Last but not least, let's tackle ${y = \frac{x^2}{x^2 + 1}}$ . This problem will give us a chance to really flex those quotient rule muscles.

Identify u(x) and v(x):
- ${u(x) = x^2}$
- ${v(x) = x^2 + 1}$
Find the derivatives:
- ${u'(x) = 2x}$
- ${v'(x) = 2x}$
Apply the quotient rule: ${\frac{dy}{dx} = \frac{(x^2 + 1) \cdot 2x - x^2 \cdot 2x}{(x^2 + 1)^2}}$
Simplify: ${\frac{dy}{dx} = \frac{2x^3 + 2x - 2x^3}{(x^2 + 1)^2}}$ ${\frac{dy}{dx} = \frac{2x}{(x^2 + 1)^2}}$

Fantastic! The derivative of ${y = \frac{x^2}{x^2 + 1}}$ is ${\frac{2x}{(x^2 + 1)^2}}$ . We've conquered all the problems!

Strategic Simplification Techniques

The function ${y = \frac{x^2}{x^2 + 1}}$ provides an excellent example of how strategic simplification can make a significant difference. The derivatives of both the numerator ${u(x) = x^2}$ and the denominator ${v(x) = x^2 + 1}$ are straightforward: ${u'(x) = 2x}$ and ${v'(x) = 2x}$ . Applying the quotient rule leads to an expression where careful distribution is crucial. However, the real key to this problem is recognizing that terms can cancel out if you distribute correctly. After expanding, we get ${2x^3 + 2x - 2x^3}$ in the numerator.

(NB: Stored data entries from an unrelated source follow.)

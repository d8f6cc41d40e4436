use std::fmt::Display;
use std::path::PathBuf;

use async_trait::async_trait;
use bytes::Bytes;

use crate::presets::SocialFormat;

/// The name every downloaded rendering is saved under, whichever
/// preset produced it.
pub const DOWNLOAD_FILE_NAME: &str = "image_transformed.jpg";

#[async_trait]
pub trait ImageFetcher: Sync + Send {
    async fn fetch(&self, url: &str) -> anyhow::Result<Bytes>;
}

#[async_trait]
pub trait SaveTarget: Sync + Send {
    /// Saves the data under the given file name, returning where it ended up.
    async fn save(&self, file_name: &str, data: Bytes) -> anyhow::Result<PathBuf>;
}

#[derive(Debug, Copy, Clone, PartialEq, Eq)]
pub enum SelectorState {
    NoImage,
    Uploading,
    HasImage,
    Transforming,
}

/// Handed out when an upload starts, only the latest ticket may
/// complete an upload.
#[derive(Debug, Copy, Clone, PartialEq, Eq)]
pub struct UploadTicket(u64);

/// A request to render the current image with a preset.
///
/// `seq` increases with every request, completions carrying an
/// older `seq` are dropped.
#[derive(Debug, Clone, PartialEq, Eq)]
pub struct RenderRequest {
    pub seq: u64,
    pub public_id: String,
    pub preset: SocialFormat,
}

#[derive(Debug, Clone, PartialEq, Eq)]
pub struct DisplayedRendering {
    pub url: String,
    pub preset: SocialFormat,
}

/// The client side of the converter.
///
/// Holds at most one uploaded image, the selected preset and the
/// rendering currently on display.
#[derive(Debug)]
pub struct FormatSelector {
    public_id: Option<String>,
    preset: SocialFormat,
    upload_seq: u64,
    pending_upload: Option<u64>,
    render_seq: u64,
    pending_render: Option<(u64, SocialFormat)>,
    displayed: Option<DisplayedRendering>,
    last_error: Option<String>,
}

impl FormatSelector {
    pub fn new(preset: SocialFormat) -> Self {
        Self {
            public_id: None,
            preset,
            upload_seq: 0,
            pending_upload: None,
            render_seq: 0,
            pending_render: None,
            displayed: None,
            last_error: None,
        }
    }

    pub fn state(&self) -> SelectorState {
        if self.pending_upload.is_some() {
            SelectorState::Uploading
        } else if self.public_id.is_none() {
            SelectorState::NoImage
        } else if self.pending_render.is_some() {
            SelectorState::Transforming
        } else {
            SelectorState::HasImage
        }
    }

    #[inline]
    pub fn preset(&self) -> SocialFormat {
        self.preset
    }

    #[inline]
    pub fn public_id(&self) -> Option<&str> {
        self.public_id.as_deref()
    }

    #[inline]
    pub fn displayed(&self) -> Option<&DisplayedRendering> {
        self.displayed.as_ref()
    }

    /// The message of the last failed upload or rendering, cleared
    /// when a new upload starts.
    #[inline]
    pub fn last_error(&self) -> Option<&str> {
        self.last_error.as_deref()
    }

    pub fn begin_upload(&mut self) -> UploadTicket {
        self.upload_seq += 1;
        self.pending_upload = Some(self.upload_seq);
        self.last_error = None;
        UploadTicket(self.upload_seq)
    }

    /// Completes an upload.
    ///
    /// On success the new image replaces the old one and a rendering of
    /// the selected preset is requested. On failure the previous image,
    /// if any, is kept and the error is recorded.
    pub fn finish_upload<E: Display>(
        &mut self,
        ticket: UploadTicket,
        result: Result<String, E>,
    ) -> Option<RenderRequest> {
        if self.pending_upload != Some(ticket.0) {
            return None;
        }

        self.pending_upload = None;
        match result {
            Ok(public_id) => {
                self.public_id = Some(public_id);
                self.displayed = None;
                Some(self.next_render())
            },
            Err(e) => {
                self.last_error = Some(format!("upload failed: {}", e));
                None
            },
        }
    }

    /// Selects a preset, requesting a new rendering if an image is present.
    pub fn select_preset(&mut self, preset: SocialFormat) -> Option<RenderRequest> {
        self.preset = preset;
        if self.public_id.is_some() {
            Some(self.next_render())
        } else {
            None
        }
    }

    /// Marks a rendering as loaded.
    ///
    /// Returns `false` if the request has since been superseded, in which
    /// case nothing changes.
    pub fn render_loaded(&mut self, seq: u64, url: String) -> bool {
        let preset = match self.pending_render {
            Some((pending, preset)) if pending == seq => preset,
            _ => return false,
        };

        self.pending_render = None;
        self.displayed = Some(DisplayedRendering { url, preset });
        true
    }

    pub fn render_failed<E: Display>(&mut self, seq: u64, err: E) -> bool {
        match self.pending_render {
            Some((pending, _)) if pending == seq => {},
            _ => return false,
        }

        self.pending_render = None;
        self.last_error = Some(format!("rendering failed: {}", err));
        true
    }

    /// Fetches the rendering on display and saves it.
    ///
    /// Does nothing and returns `None` if nothing is on display.
    pub async fn download<F, T>(&self, fetcher: &F, target: &T) -> anyhow::Result<Option<PathBuf>>
    where
        F: ImageFetcher + ?Sized,
        T: SaveTarget + ?Sized,
    {
        let displayed = match self.displayed.as_ref() {
            None => return Ok(None),
            Some(displayed) => displayed,
        };

        let data = fetcher.fetch(&displayed.url).await?;
        let path = target.save(DOWNLOAD_FILE_NAME, data).await?;

        Ok(Some(path))
    }

    fn next_render(&mut self) -> RenderRequest {
        self.render_seq += 1;
        self.pending_render = Some((self.render_seq, self.preset));

        RenderRequest {
            seq: self.render_seq,
            public_id: self.public_id.clone().unwrap_or_default(),
            preset: self.preset,
        }
    }
}

#[cfg(test)]
mod tests {
    use std::sync::Mutex;

    use super::*;

    #[derive(Default)]
    struct RecordingFetcher {
        fetched: Mutex<Vec<String>>,
    }

    #[async_trait]
    impl ImageFetcher for RecordingFetcher {
        async fn fetch(&self, url: &str) -> anyhow::Result<Bytes> {
            self.fetched.lock().unwrap().push(url.to_string());
            Ok(Bytes::from(url.to_string()))
        }
    }

    #[derive(Default)]
    struct MemoryTarget {
        saved: Mutex<Vec<(String, Bytes)>>,
    }

    #[async_trait]
    impl SaveTarget for MemoryTarget {
        async fn save(&self, file_name: &str, data: Bytes) -> anyhow::Result<PathBuf> {
            self.saved.lock().unwrap().push((file_name.to_string(), data));
            Ok(PathBuf::from(file_name))
        }
    }

    fn with_image() -> (FormatSelector, RenderRequest) {
        let mut selector = FormatSelector::new(SocialFormat::default());
        let ticket = selector.begin_upload();
        let request = selector
            .finish_upload::<String>(ticket, Ok("uploads/cat".to_string()))
            .unwrap();
        (selector, request)
    }

    #[test]
    fn starts_without_image_on_default_preset() {
        let selector = FormatSelector::new(SocialFormat::default());
        assert_eq!(selector.state(), SelectorState::NoImage);
        assert_eq!(selector.preset(), SocialFormat::InstagramSquare);
        assert!(selector.public_id().is_none());
    }

    #[test]
    fn successful_upload_requests_a_rendering() {
        let mut selector = FormatSelector::new(SocialFormat::default());
        let ticket = selector.begin_upload();
        assert_eq!(selector.state(), SelectorState::Uploading);

        let request = selector
            .finish_upload::<String>(ticket, Ok("uploads/cat".to_string()))
            .unwrap();
        assert_eq!(request.public_id, "uploads/cat");
        assert_eq!(request.preset, SocialFormat::InstagramSquare);
        assert_eq!(selector.state(), SelectorState::Transforming);

        assert!(selector.render_loaded(request.seq, "https://cdn/cat".to_string()));
        assert_eq!(selector.state(), SelectorState::HasImage);
    }

    #[test]
    fn failed_upload_returns_to_no_image_with_error() {
        let mut selector = FormatSelector::new(SocialFormat::default());
        let ticket = selector.begin_upload();

        let request = selector.finish_upload(ticket, Err("upstream error: 502"));
        assert!(request.is_none());
        assert_eq!(selector.state(), SelectorState::NoImage);
        assert_eq!(selector.last_error(), Some("upload failed: upstream error: 502"));
    }

    #[test]
    fn stale_upload_is_discarded() {
        let mut selector = FormatSelector::new(SocialFormat::default());
        let first = selector.begin_upload();
        let second = selector.begin_upload();

        assert!(selector
            .finish_upload::<String>(second, Ok("uploads/new".to_string()))
            .is_some());
        assert!(selector
            .finish_upload::<String>(first, Ok("uploads/old".to_string()))
            .is_none());
        assert_eq!(selector.public_id(), Some("uploads/new"));
    }

    #[test]
    fn new_upload_replaces_previous_image() {
        let (mut selector, request) = with_image();
        selector.render_loaded(request.seq, "https://cdn/cat".to_string());

        let ticket = selector.begin_upload();
        selector.finish_upload::<String>(ticket, Ok("uploads/dog".to_string()));

        assert_eq!(selector.public_id(), Some("uploads/dog"));
        assert!(selector.displayed().is_none());
    }

    #[test]
    fn preset_change_without_image_only_updates_selection() {
        let mut selector = FormatSelector::new(SocialFormat::default());
        assert!(selector.select_preset(SocialFormat::TweeterHeader).is_none());
        assert_eq!(selector.preset(), SocialFormat::TweeterHeader);
        assert_eq!(selector.state(), SelectorState::NoImage);
    }

    #[test]
    fn transforming_clears_only_for_latest_rendering() {
        let (mut selector, first) = with_image();
        let second = selector.select_preset(SocialFormat::TweeterHeader).unwrap();
        let third = selector.select_preset(SocialFormat::FacebookCover).unwrap();
        assert!(first.seq < second.seq && second.seq < third.seq);

        assert!(!selector.render_loaded(second.seq, "https://cdn/header".to_string()));
        assert!(!selector.render_loaded(first.seq, "https://cdn/square".to_string()));
        assert_eq!(selector.state(), SelectorState::Transforming);
        assert!(selector.displayed().is_none());

        assert!(selector.render_loaded(third.seq, "https://cdn/cover".to_string()));
        assert_eq!(selector.state(), SelectorState::HasImage);
        assert_eq!(
            selector.displayed(),
            Some(&DisplayedRendering {
                url: "https://cdn/cover".to_string(),
                preset: SocialFormat::FacebookCover,
            }),
        );
    }

    #[test]
    fn failed_rendering_leaves_transforming() {
        let (mut selector, request) = with_image();
        assert!(selector.render_failed(request.seq, "404"));
        assert_eq!(selector.state(), SelectorState::HasImage);
        assert_eq!(selector.last_error(), Some("rendering failed: 404"));
    }

    #[tokio::test]
    async fn download_without_image_is_noop() {
        let selector = FormatSelector::new(SocialFormat::default());
        let fetcher = RecordingFetcher::default();
        let target = MemoryTarget::default();

        let saved = selector.download(&fetcher, &target).await.unwrap();

        assert!(saved.is_none());
        assert!(fetcher.fetched.lock().unwrap().is_empty());
        assert!(target.saved.lock().unwrap().is_empty());
    }

    #[tokio::test]
    async fn download_saves_displayed_rendering() {
        let (mut selector, _) = with_image();
        let request = selector.select_preset(SocialFormat::TweeterPost).unwrap();
        selector.render_loaded(request.seq, "https://cdn/post".to_string());

        let fetcher = RecordingFetcher::default();
        let target = MemoryTarget::default();
        let saved = selector.download(&fetcher, &target).await.unwrap();

        assert_eq!(saved, Some(PathBuf::from(DOWNLOAD_FILE_NAME)));
        assert_eq!(*fetcher.fetched.lock().unwrap(), vec!["https://cdn/post".to_string()]);

        let saved = target.saved.lock().unwrap();
        assert_eq!(saved.len(), 1);
        assert_eq!(saved[0].0, "image_transformed.jpg");
        assert_eq!(saved[0].1, Bytes::from_static(b"https://cdn/post"));
    }
}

The ${2x^3}$ and ${-2x^3}$ terms cancel each other out, leaving us with a much simpler expression: ${\frac{2x}{(x^2 + 1)^2}}$ . This highlights the importance of looking for opportunities to simplify expressions, as it not only makes the final answer cleaner but also reduces the chance of errors in subsequent steps. Strategic simplification is a hallmark of strong calculus skills.

Conclusion

So there you have it, guys! We've tackled six different problems using the quotient rule. Remember, the key is to break down each problem into manageable steps: identify u(x) and v(x), find their derivatives, apply the quotient rule formula, and then carefully simplify. Keep practicing, and you'll become a quotient rule pro in no time! You've got this! Remember, consistent practice is the cornerstone of calculus mastery. So, keep working through problems, and don't hesitate to review and revisit concepts as needed. Calculus is a challenging but incredibly rewarding field, and with dedication and the right approach, you can conquer it!